Sunday, January 15, 2012

It's Hard

It's Hard to be around all the people that are falling in love
I mean it's cute to see them fall in love and begin to move forward in their lives
But it's hard when you have been single for 3 years and have no perspective people in your life
I know that things will come in due time but it's still hard to sit and act like it doesn't affect me
It gets hard to know that I am about to be 20 years old and there is no one that even likes me
I feel like my personality scares a lot of people off but I don't mean too
It's just that I am a very bold, outgoing, crazy person that just loves life and tries to find the joy in everything
But that shouldn't scare people off
I know that you may see all of that on the outside but you have to look at the inside too
I am a sensitive, caring, loving, gentle person and I wish that someone could see that
Why must I be overlooked all the time?
I am just the crazy girl that everyone knows that counsels people and is like a mother because God has blessed me with a spirit of wisdom
I often wonder what am I doing wrong that is leaving me in the dust with relationships
What is so wrong with me that I can't get anyone who wants to stay in my life and love me for just being me and not what I can do for them
What am I doing wrong, What is wrong with me?

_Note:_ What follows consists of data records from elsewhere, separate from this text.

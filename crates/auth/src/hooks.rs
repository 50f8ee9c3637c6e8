// SPDX-License-Identifier: BUSL-1.1
// Copyright (c) 2026 Alfred Jean LLC

//! The authorization hook chain.
//!
//! Hooks are pure functions `(AuthContext) -> Result<AuthContext, AuthError>`
//! run in order. Earlier hooks populate caches (`session`, `worktree`,
//! `is_owner`) that later hooks read, so each record is fetched once.
//!
//! Required ranks: creating a session needs `all` on the worktree,
//! creating tasks or messages needs `prompt`, reads need `view`.

use agor_core::{PermissionLevel, Session, SessionId, TaskId, UserId, Worktree, WorktreeId};
use agor_storage::MaterializedState;

use crate::error::AuthError;

/// Everything a hook may inspect, with caches filled as the chain runs.
pub struct AuthContext<'a> {
    pub state: &'a MaterializedState,
    pub user_id: UserId,
    pub required: PermissionLevel,

    /// Session id from the request body/path, when present.
    pub session_id: Option<SessionId>,
    /// Task id, for operations addressed by task (message creation).
    pub task_id: Option<TaskId>,
    /// Worktree id, for operations addressed by worktree (session creation).
    pub worktree_id: Option<WorktreeId>,
    /// Patch body for patch operations.
    pub patch: Option<&'a serde_json::Value>,

    // Caches
    pub session: Option<&'a Session>,
    pub worktree: Option<&'a Worktree>,
    pub is_owner: Option<bool>,
}

impl<'a> AuthContext<'a> {
    pub fn new(state: &'a MaterializedState, user_id: UserId, required: PermissionLevel) -> Self {
        Self {
            state,
            user_id,
            required,
            session_id: None,
            task_id: None,
            worktree_id: None,
            patch: None,
            session: None,
            worktree: None,
            is_owner: None,
        }
    }
}

/// One step of the chain.
pub type Hook = for<'a> fn(AuthContext<'a>) -> Result<AuthContext<'a>, AuthError>;

/// Run hooks in order, threading the context through.
pub fn run_chain<'a>(
    mut ctx: AuthContext<'a>,
    hooks: &[Hook],
) -> Result<AuthContext<'a>, AuthError> {
    for hook in hooks {
        ctx = hook(ctx)?;
    }
    Ok(ctx)
}

/// Recover the session id for operations that omit it (message creation
/// addresses a task): load the existing record once.
pub fn resolve_session_context(mut ctx: AuthContext<'_>) -> Result<AuthContext<'_>, AuthError> {
    if ctx.session_id.is_some() {
        return Ok(ctx);
    }
    let Some(task_id) = ctx.task_id else {
        return Err(AuthError::InvalidInput("no session context in request".into()));
    };
    let task = ctx
        .state
        .task(&task_id)
        .map_err(|_| AuthError::NotFound { entity: "task", id: task_id.to_string() })?;
    ctx.session_id = Some(task.session_id);
    Ok(ctx)
}

/// Fetch the session into the cache.
pub fn load_session(mut ctx: AuthContext<'_>) -> Result<AuthContext<'_>, AuthError> {
    let Some(session_id) = ctx.session_id else {
        return Err(AuthError::InvalidInput("no session id resolved".into()));
    };
    let session = ctx
        .state
        .session(&session_id)
        .map_err(|_| AuthError::NotFound { entity: "session", id: session_id.to_string() })?;
    ctx.session = Some(session);
    ctx.worktree_id = Some(session.worktree_id);
    Ok(ctx)
}

/// Fetch the worktree (from the cached session, or directly by id) and the
/// ownership bit.
pub fn load_worktree(mut ctx: AuthContext<'_>) -> Result<AuthContext<'_>, AuthError> {
    let Some(worktree_id) = ctx.worktree_id else {
        return Err(AuthError::InvalidInput("no worktree id resolved".into()));
    };
    let worktree = ctx
        .state
        .worktree(&worktree_id)
        .map_err(|_| AuthError::NotFound { entity: "worktree", id: worktree_id.to_string() })?;
    ctx.worktree = Some(worktree);
    ctx.is_owner = Some(ctx.state.is_owner(&worktree_id, &ctx.user_id));
    Ok(ctx)
}

/// Compare the caller's effective level against `ctx.required`.
pub fn check_permission(ctx: AuthContext<'_>) -> Result<AuthContext<'_>, AuthError> {
    let Some(worktree) = ctx.worktree else {
        return Err(AuthError::InvalidInput("permission check before worktree load".into()));
    };
    let effective = if ctx.is_owner == Some(true) {
        PermissionLevel::All
    } else {
        worktree.others_can
    };
    if !effective.allows(ctx.required) {
        return Err(AuthError::Forbidden(format!(
            "requires {} on worktree {}, caller has {}",
            ctx.required, worktree.id, effective
        )));
    }
    Ok(ctx)
}

/// A session's execution identity is immutable: reject any patch that
/// names `created_by` or `unix_username`.
pub fn ensure_session_immutability(ctx: AuthContext<'_>) -> Result<AuthContext<'_>, AuthError> {
    let Some(patch) = ctx.patch else { return Ok(ctx) };
    for field in ["created_by", "unix_username"] {
        if patch.get(field).is_some() {
            return Err(AuthError::Forbidden(format!("session field {field} is immutable")));
        }
    }
    Ok(ctx)
}

/// Before creating a task or message, re-read the creator's current Unix
/// identity and refuse on mismatch with the session's stamped value.
/// Agent SDK state lives in the creator's home; running as a different
/// user would corrupt or leak it.
pub fn validate_session_unix_username(
    ctx: AuthContext<'_>,
) -> Result<AuthContext<'_>, AuthError> {
    let Some(session) = ctx.session else {
        return Err(AuthError::InvalidInput("unix username check before session load".into()));
    };
    let creator = ctx
        .state
        .user(&session.created_by)
        .map_err(|_| AuthError::NotFound {
            entity: "user",
            id: session.created_by.to_string(),
        })?;
    if creator.unix_username != session.unix_username {
        return Err(AuthError::Forbidden(format!(
            "session unix_username {:?} no longer matches creator's {:?}",
            session.unix_username, creator.unix_username
        )));
    }
    Ok(ctx)
}

const PATCH_CHAIN: &[Hook] = &[
    resolve_session_context,
    load_session,
    load_worktree,
    check_permission,
    ensure_session_immutability,
];

const WRITE_CHAIN: &[Hook] = &[
    resolve_session_context,
    load_session,
    load_worktree,
    check_permission,
    validate_session_unix_username,
];

const READ_CHAIN: &[Hook] =
    &[resolve_session_context, load_session, load_worktree, check_permission];

/// Creating a session requires `all` on the target worktree.
pub fn authorize_create_session(
    state: &MaterializedState,
    user_id: UserId,
    worktree_id: WorktreeId,
) -> Result<(), AuthError> {
    let mut ctx = AuthContext::new(state, user_id, PermissionLevel::All);
    ctx.worktree_id = Some(worktree_id);
    run_chain(ctx, &[load_worktree, check_permission]).map(|_| ())
}

/// Patching a session requires `prompt` and must not touch immutable
/// fields.
pub fn authorize_patch_session(
    state: &MaterializedState,
    user_id: UserId,
    session_id: SessionId,
    patch: &serde_json::Value,
) -> Result<(), AuthError> {
    let mut ctx = AuthContext::new(state, user_id, PermissionLevel::Prompt);
    ctx.session_id = Some(session_id);
    ctx.patch = Some(patch);
    run_chain(ctx, PATCH_CHAIN).map(|_| ())
}

/// Creating a task requires `prompt` and a matching Unix identity.
pub fn authorize_create_task(
    state: &MaterializedState,
    user_id: UserId,
    session_id: SessionId,
) -> Result<(), AuthError> {
    let mut ctx = AuthContext::new(state, user_id, PermissionLevel::Prompt);
    ctx.session_id = Some(session_id);
    run_chain(ctx, WRITE_CHAIN).map(|_| ())
}

/// Creating a message is addressed by task; the session id is recovered
/// from the task record.
pub fn authorize_create_message(
    state: &MaterializedState,
    user_id: UserId,
    task_id: TaskId,
) -> Result<(), AuthError> {
    let mut ctx = AuthContext::new(state, user_id, PermissionLevel::Prompt);
    ctx.task_id = Some(task_id);
    run_chain(ctx, WRITE_CHAIN).map(|_| ())
}

/// Reads require `view`.
pub fn authorize_read_session(
    state: &MaterializedState,
    user_id: UserId,
    session_id: SessionId,
) -> Result<(), AuthError> {
    let mut ctx = AuthContext::new(state, user_id, PermissionLevel::View);
    ctx.session_id = Some(session_id);
    run_chain(ctx, READ_CHAIN).map(|_| ())
}

#[cfg(test)]
#[path = "hooks_tests.rs"]
mod tests;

I am waiting on God but I still pose the question, What is wrong with me that I have been single for years?
What am I doing wrong that is making me repel men and make others just want sex, friends with benefits or just use me to get to one of my friends?
It's so hard to have to pretend that nothing is wrong when on the inside my heart wants someone that is just for me
I want all the cute relationship things and have a real Godly man that sees me as more than just a ''good friend'', counselor, crazy black woman
There is more to me I promise, if you just look inside of me and see my heart
It's big and open for love, passion, care and compassion
I have so much love to give if the right person would come along
It's so hard to see all the people I know getting married, engaged or starting serious relationships when your still by yourself
I just have to deal with it but that doesn't necessarily make it any easier
Why must it be so hard?
Why can't I be like some people and not think about relationships or future things?